For reasons of my own I wasn’t unwilling to be tested in this way. I actually read a great deal. Did I know what I was reading? We would see. I shut my eyes, reciting, “It says that psychotherapists may become the new spiritual leaders of mankind. A disaster. Goethe was afraid the modern world might turn into a hospital. Every citizen unwell. The same point in Knock by Jules Romains. Is hypochondria a creation of the medical profession? …”

…And so on. I assume that Citrine, like Bellow’s other first-person narrators, is a barely veiled version of Bellow himself: did Bellow talk like this? It’s easy for writers to create the illusion of fluency by polishing, double-checking, reaching for the thesaurus: characters therefore are nearly always more articulate than their creators.

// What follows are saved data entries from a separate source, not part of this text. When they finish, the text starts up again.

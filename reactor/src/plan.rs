//! Transaction Plans
//!
//! A [`TransactionPlan`] is the complete, balanced description of one reactor
//! transaction: the boxes it spends (each with its context extension), the
//! oracle box it reads, and the outputs it creates. The miner fee is held
//! apart from the outputs and only materialized as a box when the plan is
//! rendered for a wallet with [`TransactionPlan::to_eip12`].

use crate::{
    boxes::{Asset, RawBox},
    error::ReactorError,
    math::{checked_sum, MathError},
    registers::{ErgoTree, RegisterId},
};
use serde::{Deserialize, Serialize};
use std::collections::BTreeMap;

/// Standard Ergo miner-fee proposition.
pub const MINER_FEE_TREE: &str = "1005040004000e36100204a00b08cd0279be667ef9dcbbac55a06295ce870b07029bfcdb2dce28d959f2815b16f81798ea02d192a39a8cc7a701730073011001020402d19683030193a38cc7b2a57300000193c2b2a57301007473027303830108cdeeac93b1a57304";

/// Extension variable set on the buyback input of a transmutation. Selects
/// the buyback spending path of the oracle buyback contract.
pub const TRANSMUTE_EXTENSION: (u8, &str) = (0, "0402");

/// A box created by the transaction.
#[derive(Clone, Debug, Eq, PartialEq)]
pub struct OutputBox {
    pub value: u64,
    pub ergo_tree: ErgoTree,
    pub creation_height: u64,
    pub assets: Vec<Asset>,
    pub registers: BTreeMap<RegisterId, String>,
}

impl OutputBox {
    pub fn new(value: u64, ergo_tree: ErgoTree, creation_height: u64) -> Self {
        Self {
            value,
            ergo_tree,
            creation_height,
            assets: Vec::new(),
            registers: BTreeMap::new(),
        }
    }

    pub fn token_amount(&self, token_id: &str) -> u64 {
        self.assets
            .iter()
            .filter(|a| a.token_id == token_id)
            .fold(0u64, |acc, a| acc.saturating_add(a.amount))
    }
}

/// A spent box and the context extension it is spent with.
#[derive(Clone, Debug, Eq, PartialEq)]
pub struct PlanInput {
    pub raw: RawBox,
    pub extension: BTreeMap<u8, String>,
}

impl PlanInput {
    pub fn new(raw: RawBox) -> Self {
        Self {
            raw,
            extension: BTreeMap::new(),
        }
    }
}

#[derive(Clone, Debug, Eq, PartialEq)]
pub struct TransactionPlan {
    pub inputs: Vec<PlanInput>,
    pub data_inputs: Vec<RawBox>,
    /// Outputs excluding the miner fee box
    pub outputs: Vec<OutputBox>,
    pub miner_fee: u64,
}

/// Sum of token amounts per token id.
pub(crate) fn token_totals<'a, I>(assets: I) -> Result<BTreeMap<String, u64>, MathError>
where
    I: IntoIterator<Item = &'a Asset>,
{
    let mut totals = BTreeMap::new();
    for asset in assets {
        let entry = totals.entry(asset.token_id.clone()).or_insert(0u64);
        *entry = entry.checked_add(asset.amount).ok_or(MathError::Overflow)?;
    }
    Ok(totals)
}

impl TransactionPlan {
    pub fn input_value(&self) -> Result<u64, MathError> {
        checked_sum(self.inputs.iter().map(|i| i.raw.value))
    }

    pub fn output_value(&self) -> Result<u64, MathError> {
        checked_sum(self.outputs.iter().map(|o| o.value))
    }

    /// Creation height shared by all outputs.
    pub fn creation_height(&self) -> u64 {
        self.outputs
            .first()
            .map_or(0, |o| o.creation_height)
    }

    /// Check nanoERG and per-token conservation.
    pub fn check_balanced(&self) -> Result<(), ReactorError> {
        let input_value = self.input_value()?;
        let spent = checked_sum([self.output_value()?, self.miner_fee])?;
        if input_value != spent {
            return Err(ReactorError::Unbalanced(format!(
                "inputs hold {input_value} nanoERG, outputs and fee take {spent}"
            )));
        }

        let tokens_in = token_totals(self.inputs.iter().flat_map(|i| &i.raw.assets))?;
        let tokens_out = token_totals(self.outputs.iter().flat_map(|o| &o.assets))?;
        if tokens_in != tokens_out {
            let mismatch = tokens_in
                .keys()
                .chain(tokens_out.keys())
                .find(|id| tokens_in.get(*id) != tokens_out.get(*id))
                .cloned()
                .unwrap_or_default();
            return Err(ReactorError::Unbalanced(format!(
                "token {mismatch}: in {:?}, out {:?}",
                tokens_in.get(&mismatch),
                tokens_out.get(&mismatch)
            )));
        }
        Ok(())
    }

    /// Miner fee output as it appears on chain.
    pub fn miner_fee_box(&self) -> Result<OutputBox, ReactorError> {
        let tree = ErgoTree::from_hex(MINER_FEE_TREE)?;
        Ok(OutputBox::new(self.miner_fee, tree, self.creation_height()))
    }

    /// Render as an EIP-12 unsigned transaction for a dApp-connector wallet.
    pub fn to_eip12(&self) -> Result<Eip12UnsignedTransaction, ReactorError> {
        let inputs = self
            .inputs
            .iter()
            .map(|input| {
                let extension = input
                    .extension
                    .iter()
                    .map(|(k, v)| (k.to_string(), v.clone()))
                    .collect();
                Eip12Input::from_raw(&input.raw, extension)
            })
            .collect();
        let data_inputs = self
            .data_inputs
            .iter()
            .map(|raw| Eip12Input::from_raw(raw, BTreeMap::new()))
            .collect();
        let fee_box = self.miner_fee_box()?;
        let outputs = self
            .outputs
            .iter()
            .chain(std::iter::once(&fee_box))
            .map(Eip12Output::from)
            .collect();
        Ok(Eip12UnsignedTransaction {
            inputs,
            data_inputs,
            outputs,
        })
    }
}

#[derive(Clone, Debug, Serialize, Deserialize, PartialEq, Eq)]
#[serde(rename_all = "camelCase")]
pub struct Eip12Asset {
    pub token_id: String,
    pub amount: String,
}

impl From<&Asset> for Eip12Asset {
    fn from(asset: &Asset) -> Self {
        Self {
            token_id: asset.token_id.clone(),
            amount: asset.amount.to_string(),
        }
    }
}

/// Full box being spent or read, with its context extension.
#[derive(Clone, Debug, Serialize, Deserialize, PartialEq, Eq)]
#[serde(rename_all = "camelCase")]
pub struct Eip12Input {
    pub box_id: String,
    pub transaction_id: String,
    pub index: u32,
    pub ergo_tree: ErgoTree,
    pub creation_height: u64,
    pub value: String,
    pub assets: Vec<Eip12Asset>,
    pub additional_registers: BTreeMap<RegisterId, String>,
    pub extension: BTreeMap<String, String>,
}

impl Eip12Input {
    fn from_raw(raw: &RawBox, extension: BTreeMap<String, String>) -> Self {
        Self {
            box_id: raw.box_id.clone(),
            transaction_id: raw.transaction_id.clone(),
            index: raw.index,
            ergo_tree: raw.ergo_tree.clone(),
            creation_height: raw.creation_height,
            value: raw.value.to_string(),
            assets: raw.assets.iter().map(Eip12Asset::from).collect(),
            additional_registers: raw
                .additional_registers
                .iter()
                .map(|(id, reg)| (*id, reg.wire().to_string()))
                .collect(),
            extension,
        }
    }
}

#[derive(Clone, Debug, Serialize, Deserialize, PartialEq, Eq)]
#[serde(rename_all = "camelCase")]
pub struct Eip12Output {
    pub value: String,
    pub ergo_tree: ErgoTree,
    pub creation_height: u64,
    pub assets: Vec<Eip12Asset>,
    pub additional_registers: BTreeMap<RegisterId, String>,
    pub extension: BTreeMap<String, String>,
}

impl From<&OutputBox> for Eip12Output {
    fn from(out: &OutputBox) -> Self {
        Self {
            value: out.value.to_string(),
            ergo_tree: out.ergo_tree.clone(),
            creation_height: out.creation_height,
            assets: out.assets.iter().map(Eip12Asset::from).collect(),
            additional_registers: out.registers.clone(),
            extension: BTreeMap::new(),
        }
    }
}

#[derive(Clone, Debug, Serialize, Deserialize, PartialEq, Eq)]
#[serde(rename_all = "camelCase")]
pub struct Eip12UnsignedTransaction {
    pub inputs: Vec<Eip12Input>,
    pub data_inputs: Vec<Eip12Input>,
    pub outputs: Vec<Eip12Output>,
}

#[cfg(test)]
mod tests {
    use super::*;
    use assert_matches::assert_matches;

    fn raw(id: &str, value: u64, assets: Vec<Asset>) -> RawBox {
        RawBox {
            box_id: id.to_string(),
            transaction_id: "tx".to_string(),
            index: 0,
            value,
            ergo_tree: ErgoTree::from_bytes(vec![0x00]),
            creation_height: 10,
            assets,
            additional_registers: BTreeMap::new(),
        }
    }

    fn plan() -> TransactionPlan {
        let mut out = OutputBox::new(7_000, ErgoTree::from_bytes(vec![0x01]), 10);
        out.assets.push(Asset::new("t", 5));
        out.registers.insert(RegisterId::R4, "0502".to_string());
        let mut input = PlanInput::new(raw("b", 2_000, vec![]));
        input
            .extension
            .insert(TRANSMUTE_EXTENSION.0, TRANSMUTE_EXTENSION.1.to_string());
        TransactionPlan {
            inputs: vec![PlanInput::new(raw("a", 6_000, vec![Asset::new("t", 5)])), input],
            data_inputs: vec![raw("o", 1, vec![])],
            outputs: vec![out],
            miner_fee: 1_000,
        }
    }

    #[test]
    fn test_balanced_plan() {
        plan().check_balanced().unwrap();
    }

    #[test]
    fn test_unbalanced_value() {
        let mut p = plan();
        p.miner_fee += 1;
        assert_matches!(p.check_balanced(), Err(ReactorError::Unbalanced(_)));
    }

    #[test]
    fn test_unbalanced_tokens() {
        let mut p = plan();
        p.outputs[0].assets[0].amount = 4;
        assert_matches!(
            p.check_balanced(),
            Err(ReactorError::Unbalanced(msg)) if msg.contains("token t")
        );
    }

    #[test]
    fn test_eip12_shape() {
        let tx = plan().to_eip12().unwrap();
        assert_eq!(tx.inputs.len(), 2);
        assert!(tx.inputs[0].extension.is_empty());
        assert_eq!(tx.inputs[1].extension.get("0").map(String::as_str), Some("0402"));
        assert_eq!(tx.data_inputs.len(), 1);
        assert_eq!(tx.outputs.len(), 2);
        let fee = &tx.outputs[1];
        assert_eq!(fee.value, "1000");
        assert_eq!(fee.ergo_tree.to_hex(), MINER_FEE_TREE);

        let json = serde_json::to_value(&tx).unwrap();
        assert_eq!(json["outputs"][0]["value"], "7000");
        assert_eq!(json["outputs"][0]["additionalRegisters"]["R4"], "0502");
        assert_eq!(json["outputs"][0]["assets"][0]["amount"], "5");
        assert_eq!(json["dataInputs"][0]["boxId"], "o");
        assert!(json["outputs"][0]["extension"].as_object().unwrap().is_empty());
    }
}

It’s much harder in real time. With practice you can learn to fake fluency by speaking confidently and grammatically – which is already more than most of us can manage – and, when you find yourself out of your depth, by edging around to a topic you do know well. Honest-to-god verbal fluency requires high intelligence, which is rare.

Those of us who have a brain for certain kinds of trivia – who remember names or dates or numbers – have an unfair edge, when faking fluency, over those who forget such details: but it can hobble us, too. We become overconfident, imagining that because we can name something, we’ve mastered it. I do the Sunday crossword puzzle with a friend sometimes, and she’ll quiz me, when I’ve impressed her by hauling out some unfamiliar name:

“And who is Thomas à Becket?”

“He was Archbishop of Canterbury. He was murdered by…somebody…because…because some English king, can’t remember which, said, ‘Will someone’…no, ‘Will no-one rid me of this troublesome priest?’”

“Why’d he say that?”

“Come to think of it, I’m not really sure. Wait, meddlesome priest. Meddlesome.”

The other day I found myself trying to describe to this same friend the events of the English civil war. I got the names and order of the kings right, and correctly named the decade of Cromwell’s rule. But checking my facts afterward, I was wrong about nearly everything else: the various parties’ motives, the sequence of events, the religious underpinnings of the conflict. All the stuff, in other words, that would demonstrate actual comprehension.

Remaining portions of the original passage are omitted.